— WHAT YOU NEED TO DO —
Each line in the records that mentions the word "ExchangerInput" needs to be listed.

— RECORD EXCERPTS —
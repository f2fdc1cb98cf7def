//! 입력 불확도의 1차(선형) 전파.
//!
//! `(10 +/- 0.5) kW`처럼 불확도가 적힌 입력마다 값을 ±h 만큼 움직여 중앙차분으로 민감도를 구하고,
//! σ_y² = Σ(∂y/∂x·σ_x)² 로 합친다. 입력끼리는 서로 독립이라고 본다.
//! 판 매수는 원래 계산에서 고른 운전 매수로 고정한다.

use tracing::debug;

use crate::error::HxError;
use crate::exchanger::analysis::{evaluate_step, resolve_thermal, Analysis, ExchangerInput};
use crate::params::ParameterSet;

/// 차분 간격 h = σ·STEP_FRACTION (입력 파일의 단위 기준)
const STEP_FRACTION: f64 = 1e-3;

const OUTPUTS: usize = 10;

/// 주요 결과의 표준 불확도(1σ). 단위는 결과 값과 같은 SI 단위이다.
#[derive(Debug, Clone, Copy, Default, PartialEq)]
pub struct Uncertainty {
    /// [K]
    pub hot_inlet: f64,
    pub cold_inlet: f64,
    /// [W]
    pub duty: f64,
    /// [K]
    pub hot_outlet: f64,
    pub cold_outlet: f64,
    /// [K]
    pub lmtd: f64,
    /// [W/m²·K]
    pub overall_coefficient: f64,
    /// [m²]
    pub required_area: f64,
    /// 유로 + 포트 [Pa]
    pub hot_pressure_drop: f64,
    pub cold_pressure_drop: f64,
}

impl Uncertainty {
    fn from_variances(v: [f64; OUTPUTS]) -> Self {
        let s = v.map(f64::sqrt);
        Self {
            hot_inlet: s[0],
            cold_inlet: s[1],
            duty: s[2],
            hot_outlet: s[3],
            cold_outlet: s[4],
            lmtd: s[5],
            overall_coefficient: s[6],
            required_area: s[7],
            hot_pressure_drop: s[8],
            cold_pressure_drop: s[9],
        }
    }
}

/// 불확도가 적힌 입력이 없으면 `None`.
pub fn propagate(
    params: &ParameterSet,
    analysis: &Analysis,
) -> Result<Option<Uncertainty>, HxError> {
    let entries = params.uncertain_entries();
    if entries.is_empty() {
        return Ok(None);
    }
    let plates = analysis.operating_step().map_or(1, |s| s.plates);

    let mut variances = [0.0; OUTPUTS];
    for (key, sigma) in entries {
        if sigma <= 0.0 {
            continue;
        }
        let h = sigma * STEP_FRACTION;
        let (Some(plus), Some(minus)) = (params.shifted(key, h), params.shifted(key, -h)) else {
            continue;
        };
        let y_plus = outputs(&plus, plates)?;
        let y_minus = outputs(&minus, plates)?;
        for (variance, (a, b)) in variances.iter_mut().zip(y_plus.iter().zip(&y_minus)) {
            let contribution = (a - b) / (2.0 * h) * sigma;
            *variance += contribution * contribution;
        }
        debug!(key, sigma, plates, "propagated input uncertainty");
    }
    Ok(Some(Uncertainty::from_variances(variances)))
}

fn outputs(params: &ParameterSet, plates: u32) -> Result<[f64; OUTPUTS], HxError> {
    let input = ExchangerInput::from_parameters(params)?;
    let thermal = resolve_thermal(&input, &mut Vec::new())?;
    let step = evaluate_step(&input, &thermal, plates)?;
    let t = &thermal.temperatures;
    Ok([
        t.hot_inlet,
        t.cold_inlet,
        thermal.duty,
        t.hot_outlet,
        t.cold_outlet,
        thermal.lmtd,
        step.overall_coefficient,
        step.required_area,
        step.hot.pressure_drop(),
        step.cold.pressure_drop(),
    ])
}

— EXERCISE RESPONSE —
use crate::exchanger::analysis::{evaluate_step, resolve_thermal, Analysis, ExchangerInput};
    let input = ExchangerInput::from_parameters(params)?;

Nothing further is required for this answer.